Digital assets: This may be a key area for the Commission. Mr. Atkin’s only comment, however, is that the agency will “focus on providing meaningful pathways for entrepreneurs to obtain the capital they need . . . [and there will be effective “enforcement against fraudulent activities”]. No other information was provided.

Fiscal year 2026 budget request: The present request for a budget for FY 2026 is the amount recommended by the President. It contemplates about 4,100 full-time equivalents which is about 447 less that FY 2025. It does not include amounts to cover a possible transfer of the PCAOB back to the Commission.

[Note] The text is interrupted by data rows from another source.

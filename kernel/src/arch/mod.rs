//! Architecture-dependent code: one module per supported ARM width, behind
//! the `interface::Arch` trait.

pub mod addr;
pub mod interface;
pub mod memlayout;

#[cfg(target_pointer_width = "32")]
pub mod armv7;
#[cfg(target_pointer_width = "64")]
pub mod armv8;

#[cfg(target_pointer_width = "32")]
pub type TargetArch = armv7::Armv7;
#[cfg(target_pointer_width = "64")]
pub type TargetArch = armv8::Armv8;

/// Entry point a freshly built kthread context resumes into; recovers the
/// `(fn, arg)` pair out of the argument register and calls `proc_kthread_entry`.
#[cfg(target_pointer_width = "32")]
pub use armv7::kthread_trampoline;
#[cfg(target_pointer_width = "64")]
pub use armv8::kthread_trampoline;

/// Entry point a freshly built user-process context resumes into; recovers
/// the trap-frame pointer and calls `proc_user_entry`.
#[cfg(target_pointer_width = "32")]
pub use armv7::user_trampoline;
#[cfg(target_pointer_width = "64")]
pub use armv8::user_trampoline;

Fees: Funding for the agency is “deficit neutral, as by law any amount appropriated to the agency will be offset by fees on securities transaction. . .” the Chair stated. Earlier this year the agency stated most covered sales would be set at $0 per million. This is the “entire FY 2025 appropriation before the new fee rate of $0 [compared to the prior rate of $27.80]. Therefore, there will not be any further collections for the fiscal year.

Staff Numbers: The “headcount” at the agency has decreased by 15% since the beginning of the current fiscal year. Today the agency has 4,200 employees and 1,700 contractors. About one year ago the count was 5,000 employees plus 2,000 contractors.

Digital Assets: “A key priority of my Chairmanship will be to develop a rational regulatory framework for crypto asset markets that establishes clear rules of the road for the issuance, custody, and trading of crypto assets while continuing to discouraging bad actors from violating the law” Chair Atkins declared. This will be achieved “through notice and comment rule making, not through regulation-by-enforcement.”

Chair Atkins has made similar statements before. Again he did not articulate what he was referring to as “regulation-by-enforcement. ” Previously the agency focused on existing rules and a key Supreme Court decision from the late 1940s. While the Chair did express confidence in his fellow commissioners, nothing has been defined to date regarding a possible new rule based package that would govern crypto assets.

SEC Regional Offices and Leasing: This final segment focused on the number of offices. The GSA has considered terminating the leases for the LA and Philadelphia offices. The Chair made it clear that he is committed to regional office approach. He did not, however, oppose terminating the two offices mentioned.

Conclusion: Chair Atkins closed as he began – expressing confidence in a new day for the agency. While his goals are clear, and he suggested that it will be the Commissioners writing new rules, what they will look like is at best unclear.